The Court observed that the relevant question was whether RIL “did not pursue its jurisdictional objection, on the grounds of Mr Agrawal’s want of authority to make an arbitration agreement, during the arbitral process itself” (paragraph 94). This was “conceptually separate” to whether Mr Agrawal had the authority to enter into the Guarantee Agreement (paragraph 92). Whilst the SICC recognised that, in certain circumstances, an allegation that a contract was entered into without authority “‘may well be an attack’ on the arbitration agreement [in that contract]”, a situation contemplated in the Singapore Court of Appeal case of Founder Group (Hong Kong) Ltd (in liquidation) v Singapore JHC Co Pte Ltd [2023] SGCA 40 which observed that “[t]he principle of separability cannot guarantee the survival of the arbitration clause in all circumstances”, the SICC cautioned that the applicability of these observations is fact specific. Whilst the facts and evidence used to invalidate both agreements could be identical in certain circumstances, an arbitration agreement and the underlying contract “remain distinct agreements” (paragraph 93). The SICC concluded that, on the facts, Mr Agarwal did have the requisite authority to enter into arbitration agreements on behalf of RIL generally because he entered into another contract (unchallenged) contract with SEG that contained an arbitration agreement (paragraph 91).
Key takeaways
The SICC’s findings in this case have reinforced the “pro-arbitration” attitudes of the Singapore Courts. The SICC was unimpressed at RIL’s attempts to, in the case of the Forgery Objection, revive an argument that it had initially not pursued for tactical reasons and, in the case of the Authority Objection, belatedly “recast its merits defence as a jurisdictional objection for which it seeks de novo review.”

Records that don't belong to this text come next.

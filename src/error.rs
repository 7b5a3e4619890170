//! Error records and caller errors.
//!
//! Two different things live here:
//!
//! - [`L10nError`]: a localization defect found on a page. These are data,
//!   appended to a caller-owned collection and handed to whatever reports them.
//! - [`Error`]: misuse of the library itself (unknown language code, a broken
//!   decision table). These are returned as `Err`.

use chrono::{DateTime, Utc};
use serde::{Deserialize, Serialize};
use std::fmt;
use std::path::{Path, PathBuf};
use thiserror::Error;

/// Error-type tags understood by the severity table.
pub mod error_type {
    pub const CURRENCY_MISMATCH: &str = "CURRENCY_MISMATCH";
    pub const CRITICAL_TEXT_MISSING: &str = "CRITICAL_TEXT_MISSING";
    pub const DATE_FORMAT: &str = "DATE_FORMAT";
    pub const TEXT_OVERFLOW: &str = "TEXT_OVERFLOW";
    pub const UNTRANSLATED_TEXT: &str = "UNTRANSLATED_TEXT";
    pub const KEYWORD_MISSING: &str = "KEYWORD_MISSING";
    pub const FORMAT_WARNING: &str = "FORMAT_WARNING";
    /// Not in the severity table; always LOW.
    pub const TEXT_LENGTH: &str = "TEXT_LENGTH";
    /// Prices use the other decimal convention. LOW.
    pub const DECIMAL_SEPARATOR: &str = "DECIMAL_SEPARATOR";
    /// Page direction disagrees with the language. LOW.
    pub const RTL: &str = "RTL";
    /// Too much English across sampled page texts. LOW.
    pub const UNTRANSLATED: &str = "UNTRANSLATED";
}

/// Library errors: caller mistakes and malformed decision tables.
#[derive(Debug, Error)]
pub enum Error {
    /// The language code has no row in the decision table.
    /// Callers are expected to check `is_supported` first.
    #[error("Unsupported language code: '{0}'")]
    UnsupportedLanguage(String),

    #[error("Duplicate language code in decision table: '{0}'")]
    DuplicateLanguage(String),

    #[error("Invalid decision table entry '{code}': {reason}")]
    InvalidEntry { code: String, reason: String },

    #[error("Decision table JSON error: {0}")]
    Json(#[from] serde_json::Error),
}

pub type Result<T> = std::result::Result<T, Error>;

/// How bad a localization defect is.
#[derive(Debug, Clone, Copy, PartialEq, Eq, PartialOrd, Ord, Hash, Serialize, Deserialize)]
#[serde(rename_all = "SCREAMING_SNAKE_CASE")]
pub enum Severity {
    Low,
    Medium,
    High,
    Critical,
}

impl Severity {
    /// All severities, lowest first.
    pub const ALL: [Severity; 4] = [
        Severity::Low,
        Severity::Medium,
        Severity::High,
        Severity::Critical,
    ];

    /// Fixed type → severity table. Unknown tags are LOW.
    pub fn for_error_type(error_type: &str) -> Severity {
        match error_type {
            error_type::CURRENCY_MISMATCH | error_type::CRITICAL_TEXT_MISSING => Severity::Critical,
            error_type::DATE_FORMAT | error_type::TEXT_OVERFLOW | error_type::UNTRANSLATED_TEXT => {
                Severity::High
            }
            error_type::KEYWORD_MISSING | error_type::FORMAT_WARNING => Severity::Medium,
            _ => Severity::Low,
        }
    }

    pub fn as_str(&self) -> &'static str {
        match self {
            Severity::Low => "LOW",
            Severity::Medium => "MEDIUM",
            Severity::High => "HIGH",
            Severity::Critical => "CRITICAL",
        }
    }
}

impl fmt::Display for Severity {
    fn fmt(&self, f: &mut fmt::Formatter<'_>) -> fmt::Result {
        f.write_str(self.as_str())
    }
}

/// A localization defect detected on a page.
///
/// Severity is derived from the type tag at construction and cannot be
/// changed afterwards. The only mutable part is the screenshot reference,
/// which a capture step may attach later.
#[derive(Debug, Clone, PartialEq, Serialize, Deserialize)]
#[serde(rename_all = "camelCase", try_from = "L10nErrorRecord")]
pub struct L10nError {
    #[serde(rename = "type")]
    error_type: String,
    title: String,
    description: String,
    page_url: String,
    severity: Severity,
    #[serde(skip_serializing_if = "Option::is_none")]
    language_code: Option<String>,
    #[serde(skip_serializing_if = "Option::is_none")]
    timestamp: Option<DateTime<Utc>>,
    #[serde(skip_serializing_if = "Option::is_none")]
    screenshot_path: Option<PathBuf>,
}

impl L10nError {
    pub fn new(
        error_type: impl Into<String>,
        title: impl Into<String>,
        description: impl Into<String>,
        page_url: impl Into<String>,
    ) -> Self {
        let error_type = error_type.into();
        let severity = Severity::for_error_type(&error_type);
        Self {
            error_type,
            title: title.into(),
            description: description.into(),
            page_url: page_url.into(),
            severity,
            language_code: None,
            timestamp: None,
            screenshot_path: None,
        }
    }

    /// Tag the error with the language under test and the current time.
    pub fn for_language(self, language_code: impl Into<String>) -> Self {
        self.for_language_at(language_code, Utc::now())
    }

    /// Same as [`for_language`](Self::for_language) with an explicit timestamp.
    pub fn for_language_at(mut self, language_code: impl Into<String>, at: DateTime<Utc>) -> Self {
        self.language_code = Some(language_code.into());
        self.timestamp = Some(at);
        self
    }

    /// Attach the path of a screenshot taken when the error was recorded.
    pub fn attach_screenshot(&mut self, path: impl Into<PathBuf>) {
        self.screenshot_path = Some(path.into());
    }

    pub fn error_type(&self) -> &str {
        &self.error_type
    }

    pub fn title(&self) -> &str {
        &self.title
    }

    pub fn description(&self) -> &str {
        &self.description
    }

    pub fn page_url(&self) -> &str {
        &self.page_url
    }

    pub fn severity(&self) -> Severity {
        self.severity
    }

    pub fn language_code(&self) -> Option<&str> {
        self.language_code.as_deref()
    }

    pub fn timestamp(&self) -> Option<DateTime<Utc>> {
        self.timestamp
    }

    pub fn screenshot_path(&self) -> Option<&Path> {
        self.screenshot_path.as_deref()
    }
}

/// Wire form of an [`L10nError`]. A stored severity is optional and must
/// agree with the one derived from the type tag.
#[derive(Deserialize)]
#[serde(rename_all = "camelCase")]
struct L10nErrorRecord {
    #[serde(rename = "type")]
    error_type: String,
    title: String,
    description: String,
    page_url: String,
    severity: Option<Severity>,
    language_code: Option<String>,
    timestamp: Option<DateTime<Utc>>,
    screenshot_path: Option<PathBuf>,
}

impl TryFrom<L10nErrorRecord> for L10nError {
    type Error = String;

    fn try_from(record: L10nErrorRecord) -> std::result::Result<Self, String> {
        let mut error = L10nError::new(
            record.error_type,
            record.title,
            record.description,
            record.page_url,
        );

        if let Some(stored) = record.severity {
            if stored != error.severity {
                return Err(format!(
                    "severity {} does not match type {} (expected {})",
                    stored, error.error_type, error.severity
                ));
            }
        }

        error.language_code = record.language_code;
        error.timestamp = record.timestamp;
        error.screenshot_path = record.screenshot_path;
        Ok(error)
    }
}

impl fmt::Display for L10nError {
    fn fmt(&self, f: &mut fmt::Formatter<'_>) -> fmt::Result {
        write!(
            f,
            "[{}] {}: {} (URL: {})",
            self.error_type, self.title, self.description, self.page_url
        )
    }
}
#[cfg(test)]
mod tests {
    use super::*;

    fn measurement(text: &str, offset: u32, scroll: u32) -> ElementMeasurement {
        ElementMeasurement {
            selector: ".add-to-cart".to_string(),
            text: text.to_string(),
            offset_width: offset,
            scroll_width: scroll,
        }
    }

    // ==================== Untranslated Text Tests ====================

    #[test]
    fn test_untranslated_in_french_page() {
        let found = find_untranslated_english_text("Ajouter au panier | Sign in | Contact us", "fr");
        assert_eq!(found, vec!["Sign in", "Contact us"]);
    }

    #[test]
    fn test_untranslated_ignored_for_english() {
        assert!(find_untranslated_english_text("Add to cart", "en").is_empty());
    }

    #[test]
    fn test_untranslated_is_case_sensitive() {
        assert!(find_untranslated_english_text("add to cart", "fr").is_empty());
    }

    #[test]
    fn test_untranslated_overlapping_phrases() {
        let found = find_untranslated_english_text("Add to wishlist", "de");
        assert_eq!(found, vec!["Add to wishlist"]);

        let found = find_untranslated_english_text("Add to cart, Add to wishlist", "de");
        assert_eq!(found, vec!["Add to cart", "Add to wishlist"]);
    }

    #[test]
    fn test_untranslated_empty_text() {
        assert!(find_untranslated_english_text("", "fr").is_empty());
    }

    // ==================== Keyword Tests ====================

    #[test]
    fn test_keywords_case_insensitive() {
        let results = check_expected_keywords(
            "AJOUTER AU PANIER - livraison",
            &["Ajouter", "Livraison", "Panier", "Compte"],
        );
        assert_eq!(
            results,
            vec![
                ("Ajouter".to_string(), true),
                ("Livraison".to_string(), true),
                ("Panier".to_string(), true),
                ("Compte".to_string(), false),
            ]
        );
        assert_eq!(calculate_keyword_coverage(&results), 0.75);
    }

    #[test]
    fn test_keywords_unicode_lowercase() {
        let results = check_expected_keywords("КОРЗИНА", &["Корзина"]);
        assert_eq!(results, vec![("Корзина".to_string(), true)]);
    }

    #[test]
    fn test_keywords_duplicates_reported_once() {
        let results = check_expected_keywords("panier", &["Panier", "Compte", "Panier"]);
        assert_eq!(results.len(), 2);
        assert_eq!(results[0].0, "Panier");
        assert_eq!(results[1].0, "Compte");
    }

    #[test]
    fn test_keywords_owned_strings() {
        let keywords = vec!["Warenkorb".to_string()];
        let results = check_expected_keywords("In den Warenkorb", &keywords);
        assert_eq!(calculate_keyword_coverage(&results), 1.0);
    }

    #[test]
    fn test_coverage_empty() {
        assert_eq!(calculate_keyword_coverage(&[]), 0.0);
        let results = check_expected_keywords::<&str>("anything", &[]);
        assert!(results.is_empty());
    }

    // ==================== Text Length Tests ====================

    #[test]
    fn test_length_boundaries_default_language() {
        assert_eq!(check_text_length(&"a".repeat(50), "fr").status, TextLengthStatus::Ok);
        assert_eq!(check_text_length(&"a".repeat(51), "fr").status, TextLengthStatus::Warning);
        assert_eq!(check_text_length(&"a".repeat(80), "fr").status, TextLengthStatus::Warning);
        assert_eq!(check_text_length(&"a".repeat(81), "fr").status, TextLengthStatus::TooLong);
    }

    #[test]
    fn test_length_boundaries_long_text_language() {
        assert_eq!(length_thresholds("de"), (65, 104));
        assert_eq!(check_text_length(&"a".repeat(65), "de").status, TextLengthStatus::Ok);
        assert_eq!(check_text_length(&"a".repeat(66), "de").status, TextLengthStatus::Warning);
        assert_eq!(check_text_length(&"a".repeat(104), "de").status, TextLengthStatus::Warning);
        assert_eq!(check_text_length(&"a".repeat(105), "de").status, TextLengthStatus::TooLong);
    }

    #[test]
    fn test_length_empty() {
        let result = check_text_length("", "fr");
        assert_eq!(result.status, TextLengthStatus::Empty);
        assert_eq!(result.length, 0);
        assert!(result.message.is_none());
    }

    #[test]
    fn test_length_counts_chars_not_bytes() {
        let text = "é".repeat(50);
        let result = check_text_length(&text, "fr");
        assert_eq!(result.length, 50);
        assert_eq!(result.status, TextLengthStatus::Ok);
    }

    #[test]
    fn test_length_message() {
        let result = check_text_length(&"a".repeat(90), "en");
        assert_eq!(result.message.as_deref(), Some("Text too long (90 chars > 80)"));
        assert_eq!(result.to_string(), "[TOO_LONG] unknown (len=90) - Text too long (90 chars > 80)");
    }

    #[test]
    fn test_long_text_languages() {
        for code in ["de", "pl", "hu", "fi", "nl", "cs", "sk", "lt", "lv", "et", "hr", "sl"] {
            assert!(is_long_text_language(code), "{} should be long-text", code);
        }
        assert!(!is_long_text_language("fr"));
        assert!(!is_long_text_language("ja"));
    }

    #[test]
    fn test_perform_bva_check_stamps_element_ids() {
        let results = perform_bva_check(
            vec![("btn-cart", "In den Warenkorb"), ("title", "")],
            "de",
        );
        assert_eq!(results.len(), 2);
        assert_eq!(results[0].element_id.as_deref(), Some("btn-cart"));
        assert_eq!(results[0].status, TextLengthStatus::Ok);
        assert_eq!(results[1].status, TextLengthStatus::Empty);
    }

    // ==================== Prediction Tests ====================

    #[test]
    fn test_predict_translated_length() {
        let text = "a".repeat(100);
        assert_eq!(predict_translated_length(&text, "de"), 135);
        assert_eq!(predict_translated_length(&text, "fi"), 140);
        assert_eq!(predict_translated_length(&text, "pl"), 130);
        assert_eq!(predict_translated_length(&text, "ru"), 125);
        assert_eq!(predict_translated_length(&text, "ja"), 60);
        assert_eq!(predict_translated_length(&text, "zh"), 60);
        assert_eq!(predict_translated_length(&text, "ko"), 60);
        assert_eq!(predict_translated_length(&text, "fr"), 115);
    }

    #[test]
    fn test_predict_floors() {
        // 11 * 1.35 = 14.85
        assert_eq!(predict_translated_length("Add to cart", "de"), 14);
        assert_eq!(predict_translated_length("", "de"), 0);
    }

    // ==================== Overflow Tests ====================

    #[test]
    fn test_overflow_detected() {
        let result = check_text_overflow(".btn", "In den Warenkorb legen", 100, 130);
        assert!(result.is_overflowing);
        assert!((result.overflow_ratio - 1.3).abs() < 1e-9);
    }

    #[test]
    fn test_overflow_within_tolerance() {
        assert!(!check_text_overflow(".btn", "Warenkorb", 100, 105).is_overflowing);
        assert!(check_text_overflow(".btn", "Warenkorb", 100, 106).is_overflowing);
    }

    #[test]
    fn test_overflow_zero_width_box() {
        let result = check_text_overflow(".btn", "Warenkorb", 0, 50);
        assert_eq!(result.overflow_ratio, 0.0);
        assert!(!result.is_overflowing);
    }

    #[test]
    fn test_overflow_fits() {
        let result = check_text_overflow(".btn", "Warenkorb", 120, 80);
        assert!(!result.is_overflowing);
        assert!(result.to_string().starts_with("[OK] 'Warenkorb'"));
    }

    #[test]
    fn test_overflow_display_truncates() {
        let text = "x".repeat(40);
        let result = check_text_overflow(".btn", &text, 100, 200);
        let shown = result.to_string();
        assert!(shown.starts_with("[OVERFLOW]"));
        assert!(shown.contains(&format!("'{}...'", "x".repeat(30))));
    }

    #[test]
    fn test_element_overflow_skips_short_text() {
        assert!(check_element_overflow(&measurement("OK", 10, 100)).is_none());
        assert!(check_element_overflow(&measurement("  Buy ", 10, 100)).is_none());
    }

    #[test]
    fn test_element_overflow_judges_long_text() {
        let result = check_element_overflow(&measurement(" Warenkorb ", 60, 90)).unwrap();
        assert!(result.is_overflowing);
        assert_eq!(result.selector, ".add-to-cart");
        assert_eq!(result.text, "Warenkorb");
    }

    #[test]
    fn test_measurement_deserializes_camel_case() {
        let json = r#"{"selector":".btn","text":"Kaufen","offsetWidth":80,"scrollWidth":95}"#;
        let parsed: ElementMeasurement = serde_json::from_str(json).unwrap();
        assert_eq!(parsed.offset_width, 80);
        assert_eq!(parsed.scroll_width, 95);
    }

    // ==================== Direction Tests ====================

    #[test]
    fn test_direction_rtl_language() {
        assert!(check_text_direction(Some("rtl"), None, true).is_valid);
        assert!(check_text_direction(None, Some("RTL"), true).is_valid);
        let result = check_text_direction(Some("ltr"), None, true);
        assert!(!result.is_valid);
        assert!(!result.page_is_rtl);
    }

    #[test]
    fn test_direction_ltr_language() {
        assert!(check_text_direction(Some("ltr"), Some("ltr"), false).is_valid);
        assert!(check_text_direction(None, None, false).is_valid);
        assert!(!check_text_direction(None, Some("rtl"), false).is_valid);
    }

    // ==================== Language Analysis Tests ====================

    #[test]
    fn test_is_english_text() {
        assert!(is_english_text("Add to cart"));
        assert!(is_english_text("Popular items"));
        assert!(!is_english_text("Créer un compte"));
        assert!(!is_english_text("Le prix"));
        assert!(!is_english_text("カートに入れる"));
    }

    #[test]
    fn test_plain_ascii_words_count_as_english() {
        // "art" is a common word, so "Startseite" counts as English
        assert!(is_english_text("Startseite"));
        assert!(is_english_text("Panier"));
    }

    #[test]
    fn test_is_allowed_english_text() {
        assert!(is_allowed_english_text("Pay with PayPal"));
        assert!(is_allowed_english_text("newsletter"));
        assert!(!is_allowed_english_text("Popular items"));
    }

    #[test]
    fn test_is_text_in_expected_language() {
        assert!(is_text_in_expected_language("مرحبا", "ar"));
        assert!(is_text_in_expected_language("Корзина", "ru"));
        assert!(is_text_in_expected_language("カート", "ja"));
        assert!(is_text_in_expected_language("Vêtements", "fr"));
        assert!(is_text_in_expected_language("Zubehör", "de"));
        assert!(!is_text_in_expected_language("Panier", "fr"));
        assert!(!is_text_in_expected_language("Korpa", "sr"));
    }

    #[test]
    fn test_analysis_counts() {
        let texts = ["Vêtements", "Popular items", "Pay with PayPal", "ok", "Le prix"];
        let analysis = analyze_page_language(&texts, "fr");

        assert_eq!(analysis.total, 4, "short samples are skipped");
        assert_eq!(analysis.english, 2);
        assert_eq!(analysis.expected_language, 1);
        assert_eq!(analysis.english_samples, vec!["Popular items"]);
        assert_eq!(analysis.english_rate(), 0.5);
        assert!(analysis.is_untranslated());
    }

    #[test]
    fn test_analysis_below_threshold() {
        let texts = [
            "Vêtements",
            "Créer un compte",
            "Déconnexion",
            "Numéro de commande",
            "Popular items",
        ];
        let analysis = analyze_page_language(&texts, "fr");
        assert_eq!(analysis.english, 1);
        assert!((analysis.english_rate() - 0.2).abs() < 1e-9);
        assert!(!analysis.is_untranslated());
    }

    #[test]
    fn test_analysis_never_untranslated_for_english() {
        let analysis = analyze_page_language(&["Popular items", "Add to cart"], "en");
        assert_eq!(analysis.english, 2);
        assert!(!analysis.is_untranslated());
    }

    #[test]
    fn test_analysis_empty() {
        let analysis = analyze_page_language::<&str>(&[], "fr");
        assert_eq!(analysis.english_rate(), 0.0);
        assert!(!analysis.is_untranslated());
    }
}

These observations underscore the importance of making timely and precisely framed jurisdictional objections in Singapore-seated arbitration proceedings, and to carefully consider the tactical and legal implications of not choosing to pursue certain claims/objections. The outcome of this case has emphasised the limited scope of doing so at subsequent stages of the arbitration proceedings and/or during the enforcement of the final award.